Dr. Cornblath is a professor of neurology at Johns Hopkins University School of Medicine. He focuses on neuromuscular diseases with special emphasis on peripheral neuropathies. He received his medical degree from Case Western Reserve University. He completed his internship in medicine at University Hospitals in Cleveland, Ohio followed by a residency in neurology at the Hospital of the University of Pennsylvania. He then became Clinical Fellow of the Muscular Dystrophy Association in the Peripheral Nerve Morphology Laboratory also at the Hospital of the University of Pennsylvania.

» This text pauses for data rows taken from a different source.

use std::env;
use std::fs;
use std::path::{Path, PathBuf};

use serde::{Deserialize, Serialize};
use thiserror::Error;

use crate::ledger::fixtures::EXECUTIVE_ADMIN_ID;
use crate::navigation::Page;

pub const DEFAULT_CONFIG_FILE: &str = "ledgerpilot.toml";
pub const MAX_RENDER_LATENCY_MS: u64 = 60_000;

#[derive(Clone, Debug, PartialEq, Eq)]
pub struct AppConfig {
    pub session: SessionConfig,
    pub dispatch: DispatchConfig,
    pub logging: LoggingConfig,
}

#[derive(Clone, Debug, PartialEq, Eq)]
pub struct SessionConfig {
    /// Member the session acts as. Must exist in the seeded ledger.
    pub actor_id: String,
    pub start_page: String,
}

#[derive(Clone, Debug, PartialEq, Eq)]
pub struct DispatchConfig {
    /// Simulated delay before a deferred view settles.
    pub render_latency_ms: u64,
    pub seed_demo_data: bool,
}

#[derive(Clone, Debug, PartialEq, Eq)]
pub struct LoggingConfig {
    pub level: String,
    pub format: LogFormat,
}

#[derive(Clone, Copy, Debug, PartialEq, Eq, Serialize, Deserialize)]
#[serde(rename_all = "snake_case")]
pub enum LogFormat {
    Compact,
    Pretty,
    Json,
}

#[derive(Clone, Debug, Default)]
pub struct ConfigOverrides {
    pub actor_id: Option<String>,
    pub start_page: Option<String>,
    pub render_latency_ms: Option<u64>,
    pub seed_demo_data: Option<bool>,
    pub log_level: Option<String>,
    pub log_format: Option<LogFormat>,
}

#[derive(Clone, Debug, Default)]
pub struct LoadOptions {
    pub config_path: Option<PathBuf>,
    pub require_file: bool,
    pub overrides: ConfigOverrides,
}

#[derive(Debug, Error)]
pub enum ConfigError {
    #[error("could not read config file `{path}`: {source}")]
    ReadFile { path: PathBuf, source: std::io::Error },
    #[error("could not parse config file `{path}`: {source}")]
    ParseFile { path: PathBuf, source: toml::de::Error },
    #[error("required config file was not found: `{0}`")]
    MissingConfigFile(PathBuf),
    #[error("environment variable interpolation failed for `{var}`")]
    MissingEnvInterpolation { var: String },
    #[error("unterminated environment interpolation expression")]
    UnterminatedInterpolation,
    #[error("invalid environment override for `{key}`: `{value}`")]
    InvalidEnvOverride { key: String, value: String },
    #[error("configuration validation failed: {0}")]
    Validation(String),
}
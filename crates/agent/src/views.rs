//! Progressively updating views for `deferredRender` actions.
//!
//! Each action identity owns one slot: a `watch` channel plus a generation
//! counter. Starting a render bumps the generation and publishes
//! `in_progress`; a render may settle the slot only while its generation is
//! still current, so a superseded render can never overwrite a newer view.

use std::collections::HashMap;
use std::sync::{Arc, Mutex, MutexGuard};

use serde::Serialize;
use serde_json::Value;
use tokio::sync::watch;

#[derive(Clone, Debug, PartialEq, Serialize)]
#[serde(tag = "state", rename_all = "snake_case")]
pub enum ViewState {
    Idle,
    InProgress { generation: u64, identity: Value },
    Final { generation: u64, identity: Value, result: Value },
    Error { generation: u64, identity: Value, message: String },
}

impl ViewState {
    pub fn generation(&self) -> u64 {
        match self {
            Self::Idle => 0,
            Self::InProgress { generation, .. }
            | Self::Final { generation, .. }
            | Self::Error { generation, .. } => *generation,
        }
    }

    pub fn is_settled(&self) -> bool {
        matches!(self, Self::Final { .. } | Self::Error { .. })
    }
}

/// Read side of a slot. Always shows the newest render for its identity.
#[derive(Clone, Debug)]
pub struct DeferredView {
    key: String,
    receiver: watch::Receiver<ViewState>,
}

impl DeferredView {
    pub fn key(&self) -> &str {
        &self.key
    }

    pub fn current(&self) -> ViewState {
        self.receiver.borrow().clone()
    }

    /// Waits until the newest render settles.
    pub async fn settled(&mut self) -> ViewState {
        let settled =
            self.receiver.wait_for(ViewState::is_settled).await.map(|state| state.clone());
        settled.unwrap_or_else(|_| self.current())
    }
}

/// Write side held by one render. Settling is a no-op once a newer render has
/// started on the same slot.
#[derive(Debug)]
pub struct ViewTicket {
    key: String,
    generation: u64,
    identity: Value,
    sender: Arc<watch::Sender<ViewState>>,
}

impl ViewTicket {
    pub fn generation(&self) -> u64 {
        self.generation
    }

    pub fn settle(self, outcome: Result<Value, String>) -> bool {
        let Self { key, generation, identity, sender } = self;
        let next = match outcome {
            Ok(result) => ViewState::Final { generation, identity, result },
            Err(message) => ViewState::Error { generation, identity, message },
        };

        let published = sender.send_if_modified(|state| {
            if state.generation() != generation {
                return false;
            }
            *state = next;
            true
        });

        if !published {
            tracing::debug!(
                event_name = "agent.view.superseded",
                view = %key,
                generation,
                "dropping result of superseded render"
            );
        }
        published
    }
}

struct Slot {
    generation: u64,
    sender: Arc<watch::Sender<ViewState>>,
}

#[derive(Default)]
pub struct DeferredViews {
    slots: Mutex<HashMap<String, Slot>>,
}

impl DeferredViews {
    fn slots(&self) -> MutexGuard<'_, HashMap<String, Slot>> {
        match self.slots.lock() {
            Ok(slots) => slots,
            Err(poisoned) => poisoned.into_inner(),
        }
    }

    /// Starts a render on `key`, superseding any render still in flight there.
    pub fn begin(&self, key: &str, identity: Value) -> (ViewTicket, DeferredView) {
        let mut slots = self.slots();
        let slot = slots.entry(key.to_string()).or_insert_with(|| Slot {
            generation: 0,
            sender: Arc::new(watch::Sender::new(ViewState::Idle)),
        });
        slot.generation += 1;
        let generation = slot.generation;
        slot.sender.send_replace(ViewState::InProgress { generation, identity: identity.clone() });

        let ticket = ViewTicket {
            key: key.to_string(),
            generation,
            identity,
            sender: Arc::clone(&slot.sender),
        };
        let view = DeferredView { key: key.to_string(), receiver: slot.sender.subscribe() };
        (ticket, view)
    }

    pub fn subscribe(&self, key: &str) -> Option<DeferredView> {
        self.slots()
            .get(key)
            .map(|slot| DeferredView { key: key.to_string(), receiver: slot.sender.subscribe() })
    }

    pub fn current(&self, key: &str) -> Option<ViewState> {
        self.slots().get(key).map(|slot| slot.sender.borrow().clone())
    }
}
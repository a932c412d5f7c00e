use std::collections::BTreeMap;

use ledgerpilot_core::domain::{Actor, Role, Team};
use ledgerpilot_core::navigation::{NavigationBroker, Page};
use ledgerpilot_core::permissions::{Permission, PermissionTable};
use serde::Serialize;

#[derive(Clone, Debug, PartialEq, Eq, Serialize)]
#[serde(rename_all = "camelCase")]
pub struct ActorSummary {
    pub id: String,
    #[serde(skip_serializing_if = "Option::is_none")]
    pub name: Option<String>,
    pub role: Role,
    pub team: Team,
}

/// Read-only snapshot the agent may consult before choosing an action.
/// `denied_permissions` lets it decline out-of-scope requests without
/// learning anything about page structure.
#[derive(Clone, Debug, PartialEq, Eq, Serialize)]
#[serde(rename_all = "camelCase")]
pub struct ReadableContext {
    pub actor: ActorSummary,
    pub denied_permissions: Vec<Permission>,
    pub pages: Vec<&'static str>,
    pub operations: BTreeMap<&'static str, Vec<&'static str>>,
    pub current_page: &'static str,
    #[serde(skip_serializing_if = "Option::is_none")]
    pub pending_redirect: Option<String>,
}

impl ReadableContext {
    pub fn build(
        actor: &Actor,
        name: Option<String>,
        permissions: &PermissionTable,
        navigation: &NavigationBroker,
    ) -> Self {
        let operations = Page::ALL
            .into_iter()
            .map(|page| {
                let codes = page.resumable_operations().iter().map(|op| op.code()).collect();
                (page.path(), codes)
            })
            .collect();

        Self {
            actor: ActorSummary {
                id: actor.id.0.clone(),
                name,
                role: actor.role,
                team: actor.team,
            },
            denied_permissions: permissions.denied_permissions(actor.role).into_iter().collect(),
            pages: Page::ALL.iter().map(Page::path).collect(),
            operations,
            current_page: navigation.current_page().path(),
            pending_redirect: navigation.pending().map(|redirect| redirect.to_path()),
        }
    }
}

#[cfg(test)]
mod tests {
    use ledgerpilot_core::domain::{Actor, Role, Team};
    use ledgerpilot_core::navigation::{build_redirect, NavigationBroker, Page, PageOperation};
    use ledgerpilot_core::permissions::{Permission, PermissionTable};

    use super::ReadableContext;

    #[test]
    fn member_context_lists_denied_permissions_and_pages() {
        let actor = Actor::new("2b3c4d5e6f", Role::Member, Team::Engineering);
        let navigation = NavigationBroker::new(Page::Cards);
        let context = ReadableContext::build(
            &actor,
            Some("Lucas Oliveira".to_string()),
            &PermissionTable::standard(),
            &navigation,
        );

        assert!(context.denied_permissions.contains(&Permission::AddCard));
        assert!(!context.denied_permissions.contains(&Permission::SetPin));
        assert_eq!(context.pages, vec!["/", "/cards", "/team"]);
        assert_eq!(context.operations.get("/cards"), Some(&vec!["change-pin"]));
        assert_eq!(context.current_page, "/cards");
        assert!(context.pending_redirect.is_none());
    }

    #[test]
    fn pending_redirect_is_exposed_as_path() {
        let actor = Actor::new("9g5h2j1k4l", Role::Admin, Team::Executive);
        let navigation = NavigationBroker::default();
        navigation.stage(build_redirect(Page::Team, Some(PageOperation::InviteMember)));

        let context =
            ReadableContext::build(&actor, None, &PermissionTable::standard(), &navigation);
        let json = serde_json::to_value(&context).unwrap_or_default();

        assert_eq!(json["pendingRedirect"], "/team?operation=invite-member");
        assert_eq!(json["actor"]["role"], "Admin");
        assert!(json["deniedPermissions"].as_array().is_some_and(|denied| denied.is_empty()));
    }
}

A runner-up award was given to Tatsuya Oishi, MD, of Mayo Clinic. Dr. Oishi’s work was titled “Quantitative Analysis of Myokymic Discharges: A Review of 70 Cases.”
“The idea and framework for this project was raised by AANEM member Dr. Devon Rubin, and I credit him for his wisdom, his observations, and his guidance,” Dr. Oishi said of the project. “I also credit (fellow AANEM member) Dr. Ruple Laughlin for her mentorship and encouragement throughout the project. Upon hearing about the research idea, I quickly realized that it is at the intersection of my passion for electromyography, my interest in radiation and neurology (as per my last AANEM abstract, which was named last year’s Best Abstract winner), and my familiarity with computer programming/basic signal processing.”

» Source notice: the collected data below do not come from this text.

use ledgerpilot_agent::Outcome;
use ledgerpilot_core::errors::ActionError;
use serde_json::{json, Value};

use crate::bootstrap::{prepare, App};
use crate::commands::{to_data, CommandResult};
use crate::GlobalArgs;

#[derive(Clone, Debug)]
pub struct InvokeArgs {
    pub action: String,
    pub args: String,
    pub choose: Option<String>,
    pub wait: bool,
}

pub fn run(global: &GlobalArgs, invocation: InvokeArgs) -> CommandResult {
    let raw_args = match serde_json::from_str::<Value>(&invocation.args) {
        Ok(raw_args) => raw_args,
        Err(error) => {
            let error = ActionError::validation("args", format!("not valid JSON: {error}"));
            return CommandResult::action_failure("invoke", &error);
        }
    };

    let (runtime, app) = match prepare("invoke", global) {
        Ok(prepared) => prepared,
        Err(failure) => return failure,
    };

    match runtime.block_on(execute(&app, &invocation, &raw_args)) {
        Ok((message, data)) => CommandResult::success("invoke", message, data),
        Err(error) => CommandResult::action_failure("invoke", &error),
    }
}

async fn execute(
    app: &App,
    invocation: &InvokeArgs,
    raw_args: &Value,
) -> Result<(String, Value), ActionError> {
    let outcome = app.dispatcher.invoke(&app.actor, &invocation.action, raw_args).await?;
    let action = outcome.action().name();

    match outcome {
        Outcome::Deferred { mut handle, .. } if invocation.wait => {
            let view = handle.settled().await;
            Ok((
                format!("{action} settled"),
                json!({ "status": "deferred", "action": action, "view": to_data(&view) }),
            ))
        }
        Outcome::AwaitingDecision { token, choices, view, .. } => match &invocation.choose {
            Some(choice) => {
                let result = app.dispatcher.resolve(&app.actor, &token, choice).await?;
                Ok((
                    format!("{action} resolved with `{choice}`"),
                    json!({
                        "status": "resolved",
                        "action": action,
                        "view": view,
                        "choice": choice,
                        "result": result,
                    }),
                ))
            }
            None => {
                app.dispatcher.abandon(&app.actor, &token);
                Ok((
                    format!("{action} needs one of: {}", choices.join(", ")),
                    json!({
                        "status": "awaiting_decision",
                        "action": action,
                        "view": view,
                        "choices": choices,
                    }),
                ))
            }
        },
        other => Ok((format!("{action} dispatched"), to_data(&other))),
    }
}
//! Pending `renderAndWait` interactions.
//!
//! Phase one of an interactive action stores a [`Continuation`] under a fresh
//! token and hands the token and its choices to the caller. Phase two claims
//! the token with one of those choices. A token is claimed at most once;
//! abandoning it drops the continuation without touching the ledger.

use std::collections::HashMap;
use std::sync::{Mutex, MutexGuard};

use chrono::{DateTime, Utc};
use ledgerpilot_core::approvals::ApprovalDecision;
use ledgerpilot_core::domain::{Actor, TransactionId};
use ledgerpilot_core::errors::ActionError;
use ledgerpilot_core::navigation::Redirect;
use serde::{Deserialize, Serialize};
use uuid::Uuid;

use crate::catalog::ActionKind;

#[derive(Clone, Debug, PartialEq, Eq, Hash, Serialize, Deserialize)]
#[serde(transparent)]
pub struct InteractionToken(pub String);

impl InteractionToken {
    fn generate() -> Self {
        Self(Uuid::new_v4().to_string())
    }
}

#[derive(Clone, Copy, Debug, PartialEq, Eq, Serialize, Deserialize)]
#[serde(rename_all = "snake_case")]
pub enum NavigationChoice {
    Confirm,
    Cancel,
}

impl NavigationChoice {
    pub const ALL: [NavigationChoice; 2] = [NavigationChoice::Confirm, NavigationChoice::Cancel];

    pub fn as_str(&self) -> &'static str {
        match self {
            Self::Confirm => "confirm",
            Self::Cancel => "cancel",
        }
    }

    pub fn from_choice(choice: &str) -> Option<Self> {
        Self::ALL.into_iter().find(|candidate| candidate.as_str() == choice.trim())
    }
}

/// What resolving an interaction will do.
#[derive(Clone, Debug, PartialEq, Eq, Serialize)]
#[serde(tag = "type", rename_all = "snake_case")]
pub enum Continuation {
    Approval { transaction_id: TransactionId },
    Navigation { redirect: Redirect },
}

impl Continuation {
    pub fn action(&self) -> ActionKind {
        match self {
            Self::Approval { .. } => ActionKind::ShowAndApproveTransactions,
            Self::Navigation { .. } => ActionKind::NavigateToPageAndPerform,
        }
    }

    pub fn choices(&self) -> Vec<&'static str> {
        match self {
            Self::Approval { .. } => {
                ApprovalDecision::ALL.iter().map(ApprovalDecision::as_str).collect()
            }
            Self::Navigation { .. } => {
                NavigationChoice::ALL.iter().map(NavigationChoice::as_str).collect()
            }
        }
    }

    fn parse_choice(&self, choice: &str) -> Option<Resolution> {
        match self {
            Self::Approval { .. } => {
                ApprovalDecision::from_choice(choice).map(Resolution::Approval)
            }
            Self::Navigation { .. } => {
                NavigationChoice::from_choice(choice).map(Resolution::Navigation)
            }
        }
    }
}

#[derive(Clone, Copy, Debug, PartialEq, Eq)]
pub enum Resolution {
    Approval(ApprovalDecision),
    Navigation(NavigationChoice),
}

#[derive(Clone, Debug, PartialEq, Eq, Serialize)]
pub struct PendingInteraction {
    pub token: InteractionToken,
    pub actor: Actor,
    pub continuation: Continuation,
    pub opened_at: DateTime<Utc>,
}

#[derive(Debug, Default)]
pub struct InteractionTable {
    pending: Mutex<HashMap<InteractionToken, PendingInteraction>>,
}

impl InteractionTable {
    fn pending(&self) -> MutexGuard<'_, HashMap<InteractionToken, PendingInteraction>> {
        match self.pending.lock() {
            Ok(pending) => pending,
            Err(poisoned) => poisoned.into_inner(),
        }
    }

    pub fn open(&self, actor: &Actor, continuation: Continuation) -> PendingInteraction {
        let interaction = PendingInteraction {
            token: InteractionToken::generate(),
            actor: actor.clone(),
            continuation,
            opened_at: Utc::now(),
        };
        self.pending().insert(interaction.token.clone(), interaction.clone());
        interaction
    }

    pub fn get(&self, token: &InteractionToken) -> Option<PendingInteraction> {
        self.pending().get(token).cloned()
    }

    /// Removes and returns the interaction when `choice` is one of its
    /// choices. An unknown choice leaves the interaction pending.
    pub fn claim(
        &self,
        token: &InteractionToken,
        actor: &Actor,
        choice: &str,
    ) -> Result<(PendingInteraction, Resolution), ActionError> {
        let mut pending = self.pending();
        let interaction = pending.get(token).ok_or_else(|| ActionError::NotFound {
            message: format!("interaction `{}` is not pending", token.0),
        })?;

        if interaction.actor.id != actor.id {
            return Err(ActionError::Unauthorized {
                message: format!("interaction `{}` belongs to another actor", token.0),
            });
        }

        let resolution = interaction.continuation.parse_choice(choice).ok_or_else(|| {
            ActionError::validation(
                "choice",
                format!(
                    "`{choice}` is not one of {}",
                    interaction.continuation.choices().join(", ")
                ),
            )
        })?;

        let interaction = pending.remove(token).ok_or_else(|| ActionError::NotFound {
            message: format!("interaction `{}` is not pending", token.0),
        })?;
        Ok((interaction, resolution))
    }

    pub fn abandon(&self, token: &InteractionToken) -> Option<PendingInteraction> {
        self.pending().remove(token)
    }

    pub fn len(&self) -> usize {
        self.pending().len()
    }

    pub fn is_empty(&self) -> bool {
        self.pending().is_empty()
    }
}

#[cfg(test)]
mod tests {
    use ledgerpilot_core::approvals::ApprovalDecision;
    use ledgerpilot_core::domain::{Actor, Role, Team, TransactionId};
    use ledgerpilot_core::errors::ErrorKind;
    use ledgerpilot_core::navigation::{build_redirect, Page, PageOperation};

    use super::{Continuation, InteractionTable, NavigationChoice, Resolution};

    fn admin() -> Actor {
        Actor::new("9g5h2j1k4l", Role::Admin, Team::Executive)
    }

    fn approval() -> Continuation {
        Continuation::Approval { transaction_id: TransactionId("t-3".to_string()) }
    }

    #[test]
    fn token_is_claimed_at_most_once() {
        let table = InteractionTable::default();
        let opened = table.open(&admin(), approval());

        let (claimed, resolution) = table.claim(&opened.token, &admin(), "approve").expect("claim");
        assert_eq!(claimed.token, opened.token);
        assert_eq!(resolution, Resolution::Approval(ApprovalDecision::Approve));

        let again = table.claim(&opened.token, &admin(), "deny").expect_err("already claimed");
        assert_eq!(again.kind(), ErrorKind::NotFound);
        assert!(table.is_empty());
    }

    #[test]
    fn unknown_choice_keeps_interaction_pending() {
        let table = InteractionTable::default();
        let opened = table.open(&admin(), approval());

        let error = table.claim(&opened.token, &admin(), "maybe").expect_err("bad choice");
        assert_eq!(error.kind(), ErrorKind::ValidationError);
        assert_eq!(table.len(), 1);
        assert!(table.claim(&opened.token, &admin(), "deny").is_ok());
    }

    #[test]
    fn another_actor_cannot_claim() {
        let table = InteractionTable::default();
        let opened = table.open(&admin(), approval());
        let stranger = Actor::new("1a2b3c4d5e", Role::Admin, Team::Marketing);

        let error = table.claim(&opened.token, &stranger, "approve").expect_err("foreign token");
        assert_eq!(error.kind(), ErrorKind::Unauthorized);
        assert!(table.get(&opened.token).is_some());
    }

    #[test]
    fn abandon_drops_the_continuation() {
        let table = InteractionTable::default();
        let redirect = build_redirect(Page::Cards, Some(PageOperation::ChangePin));
        let opened = table.open(&admin(), Continuation::Navigation { redirect });

        assert_eq!(opened.continuation.choices(), vec!["confirm", "cancel"]);
        assert!(table.abandon(&opened.token).is_some());
        assert!(table.abandon(&opened.token).is_none());
        assert_eq!(
            table.claim(&opened.token, &admin(), NavigationChoice::Confirm.as_str()).map(|_| ()),
            Err(ledgerpilot_core::errors::ActionError::NotFound {
                message: format!("interaction `{}` is not pending", opened.token.0)
            })
        );
    }
}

Dr. Oishi explained the primary mission of this project is to help those conducting EMGs to be more cognizant of myokymic discharges.
“The main message of the project is that while myokymic discharges can be seen in radiation therapy-associated cases and conditions unrelated to radiation, there are some subtle but distinct features on electromyography (e.g. where the myokymic discharge is recorded, as well as quantitative features of the recording itself) that demonstrates distinguishing features. My hope is for electromyographers to better recognize and more comfortably interpret myokymic discharges when encountered during a routine study. On a personal level, my hope is to apply this type of quantitative analysis in other facets of electrodiagnostic studies, to improve the diagnostic yield.”
Originally from Chicago, Dr. Oishi studied neuroscience at Emory University in Atlanta before returning home to attend medical school at the University of Illinois at Chicago. He completed his neurology residency at Mayo Clinic in Rochester, MN, and stayed for his fellowship in clinical neurophysiology/EMG.